Ранним свежим утром она сидела на обсыпанной черникой обочине, у скрещения грунтовой и асфальтовой дорог, в ожидании попутной машины. Небо было розовым. Ветер раскачивал обожженные солнцем верхушки сосен, не производя при этом ни малейшего шума. Она хорошо выспалась. Сон смыл впечатления минувших недель, одна лишь боль в ногах напоминала о дне вчерашнем, но не настолько, чтобы думать о нем и вспоминать его. Она ела холодную, смоченную росой чернику и вела молчаливый разговор о дне наступившем: о соснах, о чернике, о росе, и невольно, для себя самой незаметно принялась гадать, с кем она все же говорит о соснах, росе и чернике. Кто ты, с кем я говорю, спросила она себя. Ты — не я, я не сама с собой говорю, давно уже не сама с собой. Иначе я и обращалась бы не к тебе — к себе и чувствовала бы себя удвоенно одинокой. Ты — не тот, кто дважды бросил меня, укатив в небытие на белой «Ниве». Это было бы естественно — говорить с ним, упрекать его и взывать к нему, потому что нелегко примириться, нелегко отказаться от его глаз, рук, от его запаха. Но в разговоре с тобой нет и намека на жалобу, месть, обиду, а это верный признак того, что ты — не он. А если ты тот, кого так и не стало, кто, так и не случившись, когда-то мучил меня в тишине пустой квартиры, кто лепетал, притворившись простой водопроводной водой, если ты — тот, страшный, то почему, когда я говорю с тобой, я не чувствую вины, стыда или жалости? Когда я с тобой говорю, я чувствую лишь покой, радость и благодарность… Нет, ты — это ты. Я говорю с тобой об этой влажной чернике, об этих золотых, бесшумно покачивающихся соснах, о легкой боли в ногах, о розовом, понемногу голубеющем небе — и благодарю тебя за эту чернику, сосны, за эту легкую боль, за это небо, за этот с тобой разговор. Если я благодарю тебя за все, значит, ты во всем и повинен: в этой боли, в этом разговоре, в этой чернике и в этих соснах. Если я с Тобой говорю, значит, Ты Есть.
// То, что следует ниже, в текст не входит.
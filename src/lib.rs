// src/lib.rs

//! skuwatch library
//!
//! Extracts purchasable SKUs from a configurator page, diffs them against the
//! last persisted snapshot and decides whether an availability alert is due.

pub mod error;
pub mod models;
pub mod pipeline;
pub mod services;
pub mod storage;
pub mod utils;
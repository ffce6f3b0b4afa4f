// src/pipeline/check.rs

//! One watch cycle: observe, compare, decide, persist, dispatch.

use crate::error::Result;
use crate::models::{Config, Delivery, Facet, Inventory, StockStatus, WatchConfig};
use crate::pipeline::{AlertTemplate, Trigger, calculate_diff, decide};
use crate::services::{FacetPage, Notifier, PageSource, RecordExtractor};
use crate::storage::SnapshotStore;

/// What a cycle ended up doing.
#[derive(Debug, Clone, PartialEq, Eq)]
pub enum CheckOutcome {
    /// Availability could not be determined; nothing was written or sent
    Unknown { reason: String },
    /// Available set matches the snapshot
    Unchanged { available: usize, persisted: bool },
    /// An alert was produced
    Notified {
        trigger: Trigger,
        available: usize,
        persisted: bool,
        delivery: Delivery,
    },
}

/// Runs watch cycles against injected collaborators.
pub struct Watcher {
    watch: WatchConfig,
    facets: Vec<Facet>,
    extractor: RecordExtractor,
    template: AlertTemplate,
    source: Box<dyn PageSource>,
    store: Box<dyn SnapshotStore>,
    notifier: Box<dyn Notifier>,
}

impl Watcher {
    pub fn new(
        config: &Config,
        source: Box<dyn PageSource>,
        store: Box<dyn SnapshotStore>,
        notifier: Box<dyn Notifier>,
    ) -> Result<Self> {
        Ok(Self {
            watch: config.watch.clone(),
            facets: config.facets.clone(),
            extractor: RecordExtractor::new(config.page.clone())?,
            template: AlertTemplate::from_config(config),
            source,
            store,
            notifier,
        })
    }

    /// Run a single cycle.
    ///
    /// The snapshot is written before the alert is dispatched, so a failed
    /// delivery neither repeats nor loses the transition on the next run.
    pub async fn run(&self) -> Result<CheckOutcome> {
        let previous = self.store.load().await;
        let had_snapshot = previous.is_some();
        let previous = previous.unwrap_or_default();

        let inventory = match self.observe().await {
            StockStatus::Known(inventory) => inventory,
            StockStatus::Unknown { reason } => {
                log::warn!("Could not determine current status ({reason}), no alert");
                return Ok(CheckOutcome::Unknown { reason });
            }
        };
        log_inventory(&inventory);

        let delta = calculate_diff(&previous, &inventory.available);
        let available = delta.current.len();

        let Some(action) = decide(&delta, self.watch.force_notify, &self.template) else {
            let persisted = !had_snapshot;
            if persisted {
                self.store.save(&delta.current).await?;
            }
            log::info!("No change in availability, no alert");
            return Ok(CheckOutcome::Unchanged {
                available,
                persisted,
            });
        };

        match action.trigger {
            Trigger::Forced => log::info!("Force notify enabled, sending test alert"),
            Trigger::Changed { added, removed } => log::info!(
                "Availability changed ({} keys: {} added, {} removed), sending alert",
                delta.change_count(),
                added,
                removed
            ),
        }

        if action.persist {
            self.store.save(&delta.current).await?;
        }

        let delivery = match self.notifier.send(&action.alert).await {
            Ok(delivery) => delivery,
            Err(e) => {
                log::error!("Error sending alert: {}", e);
                Delivery::Failed
            }
        };

        Ok(CheckOutcome::Notified {
            trigger: action.trigger,
            available,
            persisted: action.persist,
            delivery,
        })
    }

    /// Render every facet and extract SKUs from whatever rendered.
    async fn observe(&self) -> StockStatus {
        let mut pages = Vec::with_capacity(self.facets.len());
        for facet in &self.facets {
            log::info!("Checking {}...", facet.label);
            match self.source.render(facet).await {
                Ok(markup) => pages.push(FacetPage::new(facet.clone(), markup)),
                Err(e) => log::warn!("Could not render {}: {}", facet.label, e),
            }
        }
        self.extractor.extract(&pages)
    }
}

fn log_inventory(inventory: &Inventory) {
    if inventory.is_empty() {
        log::info!("No SKU tiles matched any facet");
        return;
    }
    log::info!("Current available SKUs: {}", inventory.available.len());
    for sku in &inventory.available {
        log::info!("  • {}", sku.summary());
    }
    log::info!("Out of stock SKUs: {}", inventory.out_of_stock.len());
    for sku in &inventory.out_of_stock {
        log::info!("  • {}", sku.summary());
    }
}
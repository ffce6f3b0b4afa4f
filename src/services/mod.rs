//! Service layer for the watcher.
//!
//! - Markup querying (`Page`, `Node`)
//! - SKU extraction (`RecordExtractor`)
//! - Page sources (`PageSource`)
//! - Alert delivery (`Notifier`)

pub mod document;
mod extractor;
mod notifier;
mod source;

pub use extractor::{FacetPage, RecordExtractor, TileSelectors, UNKNOWN_PRICE};
pub use notifier::{
    DisabledNotifier, Embed, EmbedFooter, Notifier, WebhookMessage, WebhookNotifier,
    build_notifier,
};
pub use source::{FilePageSource, HttpPageSource, PageSource, StaticPageSource};
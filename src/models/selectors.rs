// src/models/selectors.rs

//! Markup vocabulary of the configurator page.

use serde::{Deserialize, Serialize};

use crate::error::{AppError, Result};
use crate::services::TileSelectors;

/// Class names, attributes and marker tokens used to read SKU tiles.
///
/// The retailer changes this markup without notice, so every piece is
/// configurable rather than baked into the extractor.
#[derive(Debug, Clone, Serialize, Deserialize)]
#[serde(default)]
pub struct PageSelectors {
    /// Attribute identifying the specifications container
    pub container_attr: String,

    /// Value of `container_attr` on the specifications `ul`
    pub container_marker: String,

    /// Class on each SKU `li`
    pub tile_class: String,

    /// Class marking a tile as structurally hidden
    pub hidden_class: String,

    /// Class on the tile's action `button`
    pub button_class: String,

    /// Button attribute holding the free-text facet metadata
    pub metadata_attr: String,

    /// Class on the `div` holding the RAM/storage paragraphs
    pub body_class: String,

    /// Class on the `div` holding the price `span`
    pub footer_class: String,

    /// Class on badge `span`s
    pub badge_class: String,

    /// Lowercase text that marks a badge as out of stock
    pub out_of_stock_text: String,

    /// Token every RAM fragment must contain
    pub ram_marker: String,

    /// Token every storage fragment must contain
    pub storage_marker: String,

    /// Network label stamped on extracted records
    pub network: String,
}

impl Default for PageSelectors {
    fn default() -> Self {
        Self {
            container_attr: "data-automation-test-id".to_string(),
            container_marker: "configuratorV3-step-index-0-3".to_string(),
            tile_class: "tile".to_string(),
            hidden_class: "d-none".to_string(),
            button_class: "tile__button".to_string(),
            metadata_attr: "data-m".to_string(),
            body_class: "v3tile__tilebody".to_string(),
            footer_class: "v3tile__tilefooter".to_string(),
            badge_class: "badge".to_string(),
            out_of_stock_text: "out of stock".to_string(),
            ram_marker: "RAM".to_string(),
            storage_marker: "SSD".to_string(),
            network: "5G".to_string(),
        }
    }
}

impl PageSelectors {
    /// Check that every entry is present and that the derived CSS selectors compile.
    pub fn validate(&self) -> Result<()> {
        let fields = [
            ("page.container_attr", &self.container_attr),
            ("page.container_marker", &self.container_marker),
            ("page.tile_class", &self.tile_class),
            ("page.hidden_class", &self.hidden_class),
            ("page.button_class", &self.button_class),
            ("page.metadata_attr", &self.metadata_attr),
            ("page.body_class", &self.body_class),
            ("page.footer_class", &self.footer_class),
            ("page.badge_class", &self.badge_class),
            ("page.out_of_stock_text", &self.out_of_stock_text),
            ("page.ram_marker", &self.ram_marker),
            ("page.storage_marker", &self.storage_marker),
            ("page.network", &self.network),
        ];
        for (name, value) in fields {
            if value.trim().is_empty() {
                return Err(AppError::validation(format!("{name} is empty")));
            }
        }
        TileSelectors::compile(self).map(|_| ())
    }
}

#[cfg(test)]
mod tests {
    use super::*;

    #[test]
    fn test_default_selectors_validate() {
        assert!(PageSelectors::default().validate().is_ok());
    }

    #[test]
    fn test_empty_marker_rejected() {
        let selectors = PageSelectors {
            ram_marker: " ".to_string(),
            ..PageSelectors::default()
        };
        assert!(selectors.validate().is_err());
    }

    #[test]
    fn test_uncompilable_class_rejected() {
        let selectors = PageSelectors {
            tile_class: "[[broken".to_string(),
            ..PageSelectors::default()
        };
        assert!(matches!(
            selectors.validate(),
            Err(AppError::Selector { .. })
        ));
    }
}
Она поднялась с обочины и, прихрамывая, вышла на середину асфальта. Дорога была пустынной в оба конца. Она сказала вслух, и на этот раз сказала самой себе: «Надо же, а я не верила».
— Чей пес? Откуда здесь собака, я спрашиваю! — слышит Снетков, выходя вслед за отцом мальчика и капитаном милиции Деевым на крыльцо школьного корпуса. — Я спрашиваю последний раз: кто привел сюда пса? — В голосе Ольги Павловны звучит заученная, хорошо поставленная и оттого не слишком страшная угроза.